You know the old joke, about to celebrate its centenary, "What worse than biting into an apple and finding a worm in an apple?"
I'd recently sent my resume in response to a few job postings and those copies had these errors.
I know how it happened. Each time I make changes to my resume, I wind up needing to tweak it in several places to keep it within the two-page limit. Adding working experience with a certain content management system or with PHP or Flash or Twitter means that something else has to come out.
For a while, I've used a functional resume that puts more emphasis on skills and experience and less on chronology. Age discrimination is a real presence in the job market. It's a challenge to show that one has 25 years of experience with UNIX without saying that one has been working with UNIX for 25 years.
Recently, however, I had a conversation with a trusted recruiter who said that most employers still want to see a work history.

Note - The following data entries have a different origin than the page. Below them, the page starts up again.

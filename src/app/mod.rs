// SPDX-License-Identifier: MPL-2.0
//! Application root state and orchestration.
//!
//! The `App` struct wires the color-scheme preference, the system-scheme
//! source, and the navigation state together, and translates messages into
//! side effects like preference persistence. Policy decisions (window sizing,
//! compact breakpoint handling, scheme application) stay close to the main
//! update loop so user-facing behavior is easy to audit.

mod message;
pub mod page;
pub mod paths;
mod subscription;
mod update;
mod view;

pub use message::{Flags, Message};

use crate::application::port::SystemSchemeSource;
use crate::domain::scheme::SchemeEffects;
use crate::infrastructure::{DesktopSchemeSource, TomlPreferenceStore};
use crate::ui::design_tokens::layout;
use crate::ui::nav_drawer;
use crate::ui::theme_preference::ThemePreference;
use iced::{window, Element, Subscription, Task, Theme};
use page::Page;
use std::time::Instant;

pub const WINDOW_DEFAULT_WIDTH: u32 = 900;
pub const WINDOW_DEFAULT_HEIGHT: u32 = 650;
pub const MIN_WINDOW_WIDTH: u32 = 360;
pub const MIN_WINDOW_HEIGHT: u32 = 480;

/// Root Iced application state.
pub struct App {
    theme_pref: ThemePreference<TomlPreferenceStore>,
    scheme_source: DesktopSchemeSource,
    /// Last observed system dark preference; refreshed by polling while the
    /// mode is `auto`.
    system_dark: bool,
    page: Page,
    drawer: nav_drawer::State,
    window_width: f32,
    /// Instant of the last processed message; drives the drawer animation.
    now: Instant,
}

/// Builds the window settings.
pub fn window_settings() -> window::Settings {
    window::Settings {
        size: iced::Size::new(WINDOW_DEFAULT_WIDTH as f32, WINDOW_DEFAULT_HEIGHT as f32),
        min_size: Some(iced::Size::new(
            MIN_WINDOW_WIDTH as f32,
            MIN_WINDOW_HEIGHT as f32,
        )),
        ..window::Settings::default()
    }
}

/// Entry point used by `main.rs` to launch the Iced application loop.
pub fn run(flags: Flags) -> iced::Result {
    use std::cell::RefCell;

    // Wrap flags in RefCell<Option<_>> to satisfy the Fn trait requirement
    // while only consuming flags once (iced 0.14 requires Fn, not FnOnce)
    let boot_state = RefCell::new(Some(flags));
    let boot = move || {
        let flags = boot_state
            .borrow_mut()
            .take()
            .expect("Boot function called more than once");
        App::new(flags)
    };

    iced::application(boot, App::update, App::view)
        .title(App::title)
        .theme(App::theme)
        .window(window_settings())
        .subscription(App::subscription)
        .run()
}

impl App {
    /// Initializes the application: registers path overrides, loads the
    /// persisted scheme, and samples the system preference once.
    pub fn new(flags: Flags) -> (Self, Task<Message>) {
        paths::init_cli_overrides(flags.config_dir);

        let store = TomlPreferenceStore::new();
        let theme_pref = ThemePreference::load(store);
        let scheme_source = DesktopSchemeSource;
        let system_dark = scheme_source.detect().is_dark();

        (
            Self {
                theme_pref,
                scheme_source,
                system_dark,
                page: Page::default(),
                drawer: nav_drawer::State::new(),
                window_width: WINDOW_DEFAULT_WIDTH as f32,
                now: Instant::now(),
            },
            Task::none(),
        )
    }

    pub fn update(&mut self, message: Message) -> Task<Message> {
        update::update(self, message)
    }

    pub fn view(&self) -> Element<'_, Message> {
        view::view(self)
    }

    pub fn subscription(&self) -> Subscription<Message> {
        subscription::subscription(self)
    }

    pub fn title(&self) -> String {
        format!("Larch Manual: {}", self.page.title())
    }

    /// Maps the theme resource's active state to the Iced theme.
    pub fn theme(&self) -> Theme {
        if self.scheme_effects().dark_theme_active {
            Theme::Dark
        } else {
            Theme::Light
        }
    }

    /// Effects of the current mode under the last observed system scheme.
    pub(crate) fn scheme_effects(&self) -> SchemeEffects {
        self.theme_pref.effects(self.system_dark)
    }

    /// Whether the window is narrow enough for the drawer layout.
    pub(crate) fn is_compact(&self) -> bool {
        self.window_width < layout::COMPACT_BREAKPOINT
    }

    /// Bare application state for update/view tests; touches no storage and
    /// bypasses CLI override registration.
    #[cfg(test)]
    pub(crate) fn bare() -> Self {
        Self {
            theme_pref: ThemePreference::load(TomlPreferenceStore::with_dir(None)),
            scheme_source: DesktopSchemeSource,
            system_dark: false,
            page: Page::default(),
            drawer: nav_drawer::State::new(),
            window_width: WINDOW_DEFAULT_WIDTH as f32,
            now: Instant::now(),
        }
    }
}

impl std::fmt::Debug for App {
    fn fmt(&self, f: &mut std::fmt::Formatter<'_>) -> std::fmt::Result {
        f.debug_struct("App")
            .field("page", &self.page)
            .field("mode", &self.theme_pref.mode())
            .field("drawer_expanded", &self.drawer.is_expanded())
            .finish()
    }
}
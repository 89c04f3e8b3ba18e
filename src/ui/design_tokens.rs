// SPDX-License-Identifier: MPL-2.0
//! Centralized design tokens.
//!
//! Tokens are designed to be consistent across components; maintain the
//! ratios (e.g. `MD = XS * 2`) when adjusting them.

// ============================================================================
// Spacing Scale (8px baseline grid)
// ============================================================================

pub mod spacing {
    pub const XXS: f32 = 4.0;
    pub const XS: f32 = 8.0;
    pub const SM: f32 = 12.0;
    pub const MD: f32 = 16.0;
    pub const LG: f32 = 24.0;
    pub const XL: f32 = 32.0;
}

// ============================================================================
// Typography Scale
// ============================================================================

pub mod typography {
    pub const TITLE: f32 = 28.0;
    pub const HEADING: f32 = 20.0;
    pub const BODY: f32 = 16.0;
    pub const CODE: f32 = 14.0;
    pub const GLYPH: f32 = 18.0;
}

// ============================================================================
// Layout
// ============================================================================

pub mod layout {
    /// Window width below which the compact (drawer) layout is used.
    pub const COMPACT_BREAKPOINT: f32 = 700.0;

    /// Width of the persistent sidebar in the wide layout.
    pub const SIDEBAR_WIDTH: f32 = 240.0;
}

// ============================================================================
// Radius Scale
// ============================================================================

pub mod radius {
    pub const SM: f32 = 4.0;
}
// SPDX-License-Identifier: MPL-2.0
//! View rendering for the application.
//!
//! Wide windows get a persistent sidebar; narrow windows get a top bar with
//! the drawer toggle plus the animated drawer itself. Both layouts render the
//! page content from the same scheme effects, so theme and highlight palette
//! always agree.

use super::page::{CodeLine, Page};
use super::{App, Message};
use crate::ui::design_tokens::{spacing, typography};
use crate::ui::highlight::HighlightPalette;
use crate::ui::nav_drawer;
use crate::ui::sidebar;
use iced::alignment::Vertical;
use iced::widget::{
    button, container, mouse_area, scrollable, Column, Container, Row, Text,
};
use iced::{Border, Element, Font, Length};

/// Renders the current application view.
pub fn view(app: &App) -> Element<'_, Message> {
    let effects = app.scheme_effects();
    let content = page_content(app.page, effects.dark_highlight_active);

    if app.is_compact() {
        let top_bar = build_top_bar(app);
        let drawer = nav_drawer::view(nav_drawer::ViewContext {
            current_page: app.page,
            scheme: effects.selector_value,
            offset: app.drawer.offset(app.now),
        })
        .map(Message::Drawer);

        // Only an open drawer turns the content region into a close trigger.
        let body: Element<'_, Message> = if app.drawer.is_expanded() {
            mouse_area(content)
                .on_press(Message::Drawer(nav_drawer::Message::OutsideClick))
                .into()
        } else {
            content
        };

        Column::new()
            .push(top_bar)
            .push(
                Row::new()
                    .push(drawer)
                    .push(body)
                    .width(Length::Fill)
                    .height(Length::Fill),
            )
            .into()
    } else {
        let sidebar = sidebar::view(sidebar::ViewContext {
            current_page: app.page,
            scheme: effects.selector_value,
        })
        .map(Message::Sidebar);

        Row::new()
            .push(sidebar)
            .push(content)
            .width(Length::Fill)
            .height(Length::Fill)
            .into()
    }
}

/// Top bar for the compact layout: drawer toggle plus the manual title.
fn build_top_bar(app: &App) -> Element<'_, Message> {
    let toggle = button(Text::new(app.drawer.toggle_glyph()).size(typography::GLYPH))
        .on_press(Message::Drawer(nav_drawer::Message::Toggle))
        .padding(spacing::XS);

    let row = Row::new()
        .spacing(spacing::SM)
        .padding(spacing::SM)
        .align_y(Vertical::Center)
        .push(toggle)
        .push(Text::new("Larch Manual").size(typography::HEADING));

    Container::new(row)
        .width(Length::Fill)
        .style(|theme: &iced::Theme| container::Style {
            background: Some(theme.extended_palette().background.weak.color.into()),
            ..Default::default()
        })
        .into()
}

/// Renders a page: title, paragraphs, and the optional code sample.
fn page_content<'a>(page: Page, dark_highlight: bool) -> Element<'a, Message> {
    let mut column = Column::new()
        .spacing(spacing::MD)
        .padding(spacing::LG)
        .max_width(760.0)
        .push(Text::new(page.title()).size(typography::TITLE));

    for paragraph in page.body() {
        column = column.push(Text::new(*paragraph).size(typography::BODY));
    }

    if let Some(sample) = page.code_sample() {
        column = column.push(code_block(sample, dark_highlight));
    }

    scrollable(
        Container::new(column)
            .width(Length::Fill)
            .padding(spacing::SM),
    )
    .width(Length::Fill)
    .height(Length::Fill)
    .into()
}

/// Renders a code sample with the palette selected by the highlight resource.
fn code_block<'a>(sample: &'static [CodeLine], dark_highlight: bool) -> Element<'a, Message> {
    let palette = HighlightPalette::for_activation(dark_highlight);

    let mut lines = Column::new().spacing(spacing::XXS);
    for line in sample {
        let mut row = Row::new();
        for (token, text) in *line {
            row = row.push(
                Text::new(*text)
                    .size(typography::CODE)
                    .font(Font::MONOSPACE)
                    .color(palette.color(*token)),
            );
        }
        lines = lines.push(row);
    }

    Container::new(lines)
        .width(Length::Fill)
        .padding(spacing::SM)
        .style(move |_theme: &iced::Theme| container::Style {
            background: Some(palette.background.into()),
            border: Border {
                radius: crate::ui::design_tokens::radius::SM.into(),
                ..Default::default()
            },
            ..Default::default()
        })
        .into()
}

As a result, in the process trimming this, adding that, and moving these items to the first page, it's pretty much guaranteed that there will be a few slips of the keyboard. No excuses, but it happens..5
Rule #1 of any kind of writing, of course, is using the spell-checker. The errors that I found, however, were things that a spell-checker wouldn't have caught.
No excuses, though.
This evening, I received a robo-rejection email regarding one of the jobs I'd sought. I can't be sure if the rejection was due to the flawed resume, my age, or, most likely, another candidate who was better than me. I get to learn something from each reason. And, as we know, learning life's lessons is just so much fun.